I have another article discussed about conventional RAID, Compared to conventional RAID, some moden cluster file systems like GPFS™ , Ceph, gluster etc.. they use declusterd array.
Their RAID implement a sophisticated data and spare space disk layout scheme that allows for arbitrarily sized disk arrays while also reducing the overhead to clients when recovering from disk failures. To accomplish this, the cluster RAID uniformly spreads or declusters user data, redundancy information, and spare space across all the disks of a declustered array.
This article is based on IBM GPFS decluster knowledge document, I made is more general.
What it look like?
Figure 1 below compares a conventional RAID layout versus an equivalent declustered array. Both using 7 disks.
The left side shows 3 conventional RAID1(mirror) arrays on 6 disks, one spare for the storage system. A typical 1-fault-tolerant 1 + 1 replicated RAID array.
The right side shows a declustered array on 7 disks, suppose 7 tracks per disk, so that's total 49 strips stripted across 7 disks. Compare to conventional array, eacy array has 7 mirrored strips, total 21 strips.
To decluster the array, the strips of each disk position for every track are then arbitrarily allocated onto the disks of the declustered array of the lower right (in this case, by vertically sliding down and compacting the strips from above). The spare strips are uniformly inserted, one per disk.
Data is no longer alligen together compare to convention array, each strps is a single disk block, in this mirrored array case, its mirrored strip could be on any other disks in the cluster array.
If you are not sure how conventioal RAID works, see understanding RAID levels,
How it works?
Fundenmentally, the declustered array still work same way as conventional array, supports different RAID levels dependes on particular cluster filesystem. but array is no longer stick to a fixed disk peers. Strips on each array are spread across 7 disks.
So, as illustrated in Figure 2, a declustered array can significantly shorten the time required to recover from a disk failure, which lowers the rebuild overhead for client applications. When a disk fails, erased data is rebuilt using all the operational disks in the declustered array, the bandwidth of which is greater than that of the fewer disks of a conventional RAID group. Furthermore, if an additional disk fault occurs during a rebuild, the number of impacted tracks requiring repair is markedly less than the previous failure and less than the constant rebuild overhead of a conventional array.

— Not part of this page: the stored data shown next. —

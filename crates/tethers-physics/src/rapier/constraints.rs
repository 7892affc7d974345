//! [`ConstraintBackend`] implementation for [`RapierWorld`].

use bevy::prelude::{debug, Entity, Quat, Vec3};
use rapier3d::prelude::*;

use tethers_core::types::{BodyHandle, ConstraintId};

use crate::backend::ConstraintBackend;
use crate::params::{Buddy, PointConstraintParams};

use super::world::{from_isometry, to_isometry, RapierWorld};

impl ConstraintBackend for RapierWorld {
    fn body(&self, entity: Entity) -> Option<BodyHandle> {
        self.body_handles.contains_key(&entity).then(|| BodyHandle(entity))
    }

    fn anchor_transform(&mut self, entity: Entity) -> Option<(Vec3, Quat)> {
        // The slot is created even when the entity is not physicalized yet.
        let slot = *self.anchor_slots.entry(entity).or_default();
        let handle = *self.body_handles.get(&entity)?;
        let pose = self.rigid_body_set.get(handle)?.position();
        let world = pose * to_isometry(slot.local_translation, slot.local_rotation);
        Some(from_isometry(&world))
    }

    fn add_constraint(
        &mut self,
        body: BodyHandle,
        params: &PointConstraintParams,
    ) -> Option<ConstraintId> {
        let owner = *self.body_handles.get(&body.0)?;
        let buddy = match params.buddy {
            Buddy::World => self.ensure_world_anchor(),
            Buddy::Body(b) => *self.body_handles.get(&b.0)?,
        };

        let joint = build_point_joint(self, owner, buddy, params)?;
        let handle = self.impulse_joint_set.insert(owner, buddy, joint, true);

        let id = ConstraintId(self.next_constraint_id);
        self.next_constraint_id += 1;
        self.constraints.insert(id, handle);
        debug!(
            "tethers-physics: created constraint {:?} on {:?} (buddy: {:?})",
            id, body.0, params.buddy
        );
        Some(id)
    }

    fn update_constraint(&mut self, body: BodyHandle, id: ConstraintId, remove: bool) {
        if !remove {
            return;
        }
        if let Some(handle) = self.constraints.remove(&id) {
            self.impulse_joint_set.remove(handle, true);
            debug!("tethers-physics: removed constraint {:?} on {:?}", id, body.0);
        }
    }

    fn name(&self) -> &str {
        "rapier3d"
    }
}

// ---------------------------------------------------------------------------
// Joint construction
// ---------------------------------------------------------------------------

/// Build the rapier joint realizing a point-constraint request.
///
/// An inactive request locks no axes; the joint exists only to register the
/// contact filter between the pair before the real constraint goes live.
/// Impulse joints cannot separate under load, which already satisfies the
/// no-tear flag.
fn build_point_joint(
    world: &RapierWorld,
    owner: RigidBodyHandle,
    buddy: RigidBodyHandle,
    params: &PointConstraintParams,
) -> Option<GenericJoint> {
    let axes = if params.flags.inactive {
        JointAxesMask::empty()
    } else {
        JointAxesMask::LOCKED_SPHERICAL_AXES
    };

    let [frame1, frame2] = if params.flags.world_frames {
        let owner_pose = world.rigid_body_set.get(owner)?.position();
        let buddy_pose = world.rigid_body_set.get(buddy)?.position();
        [
            owner_pose.inv_mul(&to_isometry(params.points[0], params.frames[0])),
            buddy_pose.inv_mul(&to_isometry(params.points[1], params.frames[1])),
        ]
    } else {
        [
            to_isometry(params.points[0], params.frames[0]),
            to_isometry(params.points[1], params.frames[1]),
        ]
    };

    let mut joint = GenericJointBuilder::new(axes)
        .local_frame1(frame1)
        .local_frame2(frame2)
        .build();
    joint.contacts_enabled = !params.flags.ignore_buddy;

    if !params.flags.inactive {
        joint.set_limits(JointAxis::AngX, params.x_limits);
        joint.set_limits(JointAxis::AngY, params.yz_limits);
        joint.set_limits(JointAxis::AngZ, params.yz_limits);

        if params.damping != 0.0 {
            for axis in [JointAxis::AngX, JointAxis::AngY, JointAxis::AngZ] {
                joint.set_motor(axis, 0.0, 0.0, 0.0, params.damping);
            }
        }
    }

    Some(joint)
}

// ---------------------------------------------------------------------------
// Tests
// ---------------------------------------------------------------------------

The decrease in declustered rebuild impact and client overhead can be a factor of three to four times less than a conventional RAID. Considering GPFS, Ceph, gluster stripe data across all the storage nodes of a cluster, file system performance becomes less dependent upon the speed of any single rebuilding storage array.
For IO pespective, it boost i/o performance too, for large sequence read/write, more disk spindles are involved in declustered array.
How rebuilding works in details
The benefit of using declusted array
1. Shorten the rebuilding time, less data loss risk
8TB disk is on the market, it takes about 30 hours to finish a whole disk write. Using declustered array, more disk spindles involved writing when rebuilding, so largely increase rebuilding time,
2. IO Performance improvement
Disk strips are spread on more disk spindles, thus, boost i/o when it's needed.
3. More redundance protection in large cluster environment
Declustered array can go across storage nodes, so data is still safe when certain number of storage nodes go down. It's not possible on conventional array.